Background: Knowledge graphs (KGs) can introduce domain knowledge into the traditional Chinese medicine (TCM) intelligent syndrome differentiation model. However, the construction quality of current KGs in the TCM field is uneven, which is related to lacking knowledge graph completion (KGC) and evaluation methods.Objective: To explore KG completion methods and evaluation methods suitable for TCM domain knowledge.Methods: In the KGC phase, according to TCM domain knowledge characteristics, we propose the three-step "entity-ontologypath" completion plan, using path reasoning, ontology rule reasoning and association rules. In the KGC quality evaluation phase, we propose a three-dimensional evaluation system of completeness, accuracy, and usability using quantitative indicators such as complex network analysis, ontology reasoning, and graph representation. Furthermore, we discuss the influence of different graph representation models on KG usability.

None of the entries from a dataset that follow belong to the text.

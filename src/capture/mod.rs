//! Capture tracking
//!
//! Persisted "caught" flags and their fan-out to every UI surface bound to
//! the same capture key (store.rs).

pub mod store;
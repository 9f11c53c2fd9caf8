//! Filter sidebar and creature list
//!
//! The sidebar mutates nothing itself: every widget emits a message and the
//! application applies it to its filter snapshot, then refreshes. The list
//! is the derived view over the same predicate as the map markers, in
//! regional-dex order, with a jump-to-location control per row.

use iced::widget::image::Handle;
use iced::widget::{
    button, checkbox, column, container, image, pick_list, row, scrollable, text,
};
use iced::{Color, Element, Length};
use iced_aw::Wrap;

use crate::capture::store::{capture_key, CaptureStore, SurfaceId};
use crate::data::model::{Dataset, Version};
use crate::filter::predicate::{creature_matches, entry_matches};
use crate::filter::resolver::resolve_entries;
use crate::filter::state::{FilterState, Method, Rod};
use crate::sprite::SpriteCache;
use crate::Message;

/// One creature list row, ready to render.
pub struct ListRow {
    pub creature_id: String,
    pub name: String,
    pub regional_dex: u32,
    pub types_text: String,
    pub sprite: Handle,
    pub capture_key: String,
    pub surface: SurfaceId,
    /// First matching location, target of the jump control.
    pub first_location: Option<String>,
}

/// Build the derived creature list under the current filters.
pub fn build_list(
    dataset: &Dataset,
    filters: &FilterState,
    captures: &mut CaptureStore,
    sprites: &mut SpriteCache,
) -> Vec<ListRow> {
    let mut rows = Vec::new();

    for creature in &dataset.creatures {
        if !creature_matches(dataset, creature, filters) {
            continue;
        }

        let first_location = resolve_entries(dataset, &creature.id, filters.version)
            .into_iter()
            .find(|entry| entry_matches(dataset, creature, entry, filters))
            .map(|entry| entry.location_id);

        let key = capture_key(filters.version, &creature.id);
        let surface = captures.register_surface(&key);

        rows.push(ListRow {
            creature_id: creature.id.clone(),
            name: creature.name.clone(),
            regional_dex: creature.regional_dex,
            types_text: creature.types.join(" / "),
            sprite: sprites.handle(&creature.id, creature.regional_dex),
            capture_key: key,
            surface,
            first_location,
        });
    }

    rows
}

/// Render the filter sidebar.
pub fn filter_panel<'a>(
    filters: &'a FilterState,
    known_types: &'a [String],
    captures: &CaptureStore,
) -> Element<'a, Message> {
    let version_row = row![
        text("Version").size(14),
        pick_list(&Version::ALL[..], Some(filters.version), Message::VersionSelected),
    ]
    .spacing(8)
    .align_y(iced::Alignment::Center);

    let toggles = column![
        checkbox("Obtainable only", filters.obtainable_only)
            .on_toggle(Message::ObtainableOnlyToggled),
        checkbox("Starters only", filters.starter_only).on_toggle(Message::StarterOnlyToggled),
        checkbox("Gifts only", filters.gift_only).on_toggle(Message::GiftOnlyToggled),
    ]
    .spacing(6);

    let mut type_section = column![
        checkbox("Filter by type", filters.types_enabled).on_toggle(Message::TypesEnabledToggled),
    ]
    .spacing(6);

    if filters.types_enabled {
        let chips: Vec<Element<'a, Message>> = known_types
            .iter()
            .map(|tag| {
                let selected = filters.selected_types.contains(tag);
                button(text(tag.as_str()).size(12))
                    .style(if selected {
                        button::primary
                    } else {
                        button::secondary
                    })
                    .on_press(Message::TypeChipToggled(tag.clone()))
                    .padding(4)
                    .into()
            })
            .collect();
        type_section = type_section.push(Wrap::with_elements(chips).spacing(4.0).line_spacing(4.0));
    }

    let mut method_section = column![
        checkbox("Filter by method", filters.method_enabled)
            .on_toggle(Message::MethodEnabledToggled),
    ]
    .spacing(6);

    if filters.method_enabled {
        method_section = method_section.push(pick_list(
            &Method::ALL[..],
            Some(filters.method),
            Message::MethodSelected,
        ));
        // The rod sub-filter only means anything while fishing.
        if filters.method == Method::Fishing {
            method_section = method_section.push(pick_list(
                &Rod::ALL[..],
                Some(filters.rod),
                Message::RodSelected,
            ));
        }
    }

    let caught = captures.caught_count(filters.version);
    let footer = column![
        text(format!("{} caught in {}", caught, filters.version)).size(12),
        button(text("Reset filters").size(12)).on_press(Message::FiltersReset),
    ]
    .spacing(8);

    container(
        column![version_row, toggles, type_section, method_section, footer].spacing(16),
    )
    .padding(12)
    .width(Length::Fixed(220.0))
    .height(Length::Fill)
    .into()
}

/// Render the derived creature list.
pub fn list_view<'a>(rows: &'a [ListRow], captures: &CaptureStore) -> Element<'a, Message> {
    let mut list = column![].spacing(6);

    if rows.is_empty() {
        list = list.push(text("No creatures match the current filters.").size(14));
    }

    for list_row in rows {
        let state = captures.surface(list_row.surface);
        let key = list_row.capture_key.clone();

        let name_color = if state.dimmed {
            Color::from_rgba(1.0, 1.0, 1.0, 0.4)
        } else {
            Color::WHITE
        };

        let details = column![
            text(format!("#{:03} {}", list_row.regional_dex, list_row.name))
                .size(14)
                .color(name_color),
            text(&list_row.types_text)
                .size(11)
                .color(Color::from_rgba(1.0, 1.0, 1.0, if state.dimmed { 0.3 } else { 0.6 })),
        ]
        .spacing(2)
        .width(Length::Fill);

        let mut jump = button(text("Show").size(11)).padding(4);
        if let Some(location_id) = &list_row.first_location {
            jump = jump.on_press(Message::JumpToLocation(location_id.clone()));
        }

        list = list.push(
            row![
                image(list_row.sprite.clone())
                    .width(Length::Fixed(28.0))
                    .height(Length::Fixed(28.0)),
                details,
                jump,
                checkbox("", state.checked)
                    .on_toggle(move |caught| Message::CaptureToggled {
                        key: key.clone(),
                        caught,
                    }),
            ]
            .spacing(8)
            .align_y(iced::Alignment::Center),
        );
    }

    container(scrollable(list).height(Length::Fill))
        .padding(12)
        .width(Length::Fixed(300.0))
        .height(Length::Fill)
        .into()
}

Results:In the KGC phase, 52, 107, 27, and 479 triples were added by outlier analysis, rule-based reasoning, association rules, and path-based reasoning, respectively. In addition, rule-based reasoning identified 14 contradictory triples. In the KGC quality evaluation phase, in terms of completeness, KG after completion had higher density and lower sparsity, and there were no contradictory rules in the KG. In terms of accuracy, KG after completion was more consistent with prior knowledge. In terms of usability, the MRR, MR, and Hist@N of the TransE, RotatE, DistMult, and ComplEx graph representation models all showed improvement after KG completion. Among them, the RotatE model achieved the best representation.
Conclusions:The three-step completion plan can effectively improve the completeness, accuracy and availability of KGs, and the three-dimensional evaluation system can be used for comprehensive KGC evaluation. In the TCM field, the RotatE model performed better in KG representation.